> **EXERCISE PROMPT**
Your answer should repeat every line of the records below in which the word "backup" appears.

DATA TO PROCESS Start Marker

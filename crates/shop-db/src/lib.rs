//! # shop-db: Persistence Layer
//!
//! SQLite-backed domain store for the shop management system.
//!
//! ## Architecture Position
//! ```text
//! ┌──────────────────────────────────────────────────────────────┐
//! │                      Shop Manager Data Flow                  │
//! │                                                              │
//! │  UI action (record sale, search catalog, ...)                │
//! │       │                                                      │
//! │       ▼                                                      │
//! │  ┌────────────────────────────────────────────────────────┐  │
//! │  │                 shop-db (THIS CRATE)                   │  │
//! │  │                                                        │  │
//! │  │  ┌──────────┐  ┌──────────────┐  ┌────────────────┐    │  │
//! │  │  │  Store   │  │ Repositories │  │   Migrations   │    │  │
//! │  │  │ (pool.rs)│◄─│ product.rs   │  │ 001_initial... │    │  │
//! │  │  │          │  │ sale.rs ...  │  │ 002_indexes    │    │  │
//! │  │  └──────────┘  └──────────────┘  └────────────────┘    │  │
//! │  │        │               ┌──────────────┐                │  │
//! │  │        │               │   backup.rs  │                │  │
//! │  │        │               └──────────────┘                │  │
//! │  └────────┼───────────────────────────────────────────────┘  │
//! │           ▼                                                  │
//! │  SQLite file (WAL) + timestamped backup snapshots            │
//! └──────────────────────────────────────────────────────────────┘
//! ```
//!
//! ## Module Organization
//!
//! - [`pool`] - Store configuration, pool creation, the [`Store`] handle
//! - [`migrations`] - Embedded schema migrations
//! - [`repository`] - One repository per entity family
//! - [`backup`] - Snapshot and purge of backup artifacts
//! - [`error`] - Store error taxonomy
//!
//! ## Usage
//!
//! ```rust,ignore
//! use shop_db::{Store, StoreConfig};
//! use shop_core::{NewProduct, NewSale, NewSaleItem};
//!
//! let store = Store::new(StoreConfig::new("data/shop.db")).await?;
//!
//! let product_id = store
//!     .products()
//!     .insert(&NewProduct::new("Galaxy A16", 49_900))
//!     .await?;
//!
//! let sale_id = store
//!     .sales()
//!     .record(
//!         &NewSale::new(49_900),
//!         &[NewSaleItem::new(product_id, 1, 49_900)],
//!     )
//!     .await?;
//! ```

pub mod backup;
pub mod error;
pub mod migrations;
pub mod pool;
pub mod repository;

pub use error::{StoreError, StoreResult};
pub use pool::{Store, StoreConfig};

// Repository re-exports for convenience
pub use repository::customer::CustomerRepository;
pub use repository::product::ProductRepository;
pub use repository::sale::SaleRepository;
pub use repository::service::ServiceRepository;
pub use repository::settings::SettingsRepository;
pub use repository::supplier::SupplierRepository;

DATA TO PROCESS End Marker

> **RESULT BELOW**
//! │  │        │               │   backup.rs  │                │  │
//! │  SQLite file (WAL) + timestamped backup snapshots            │
//! - [`backup`] - Snapshot and purge of backup artifacts
pub mod backup;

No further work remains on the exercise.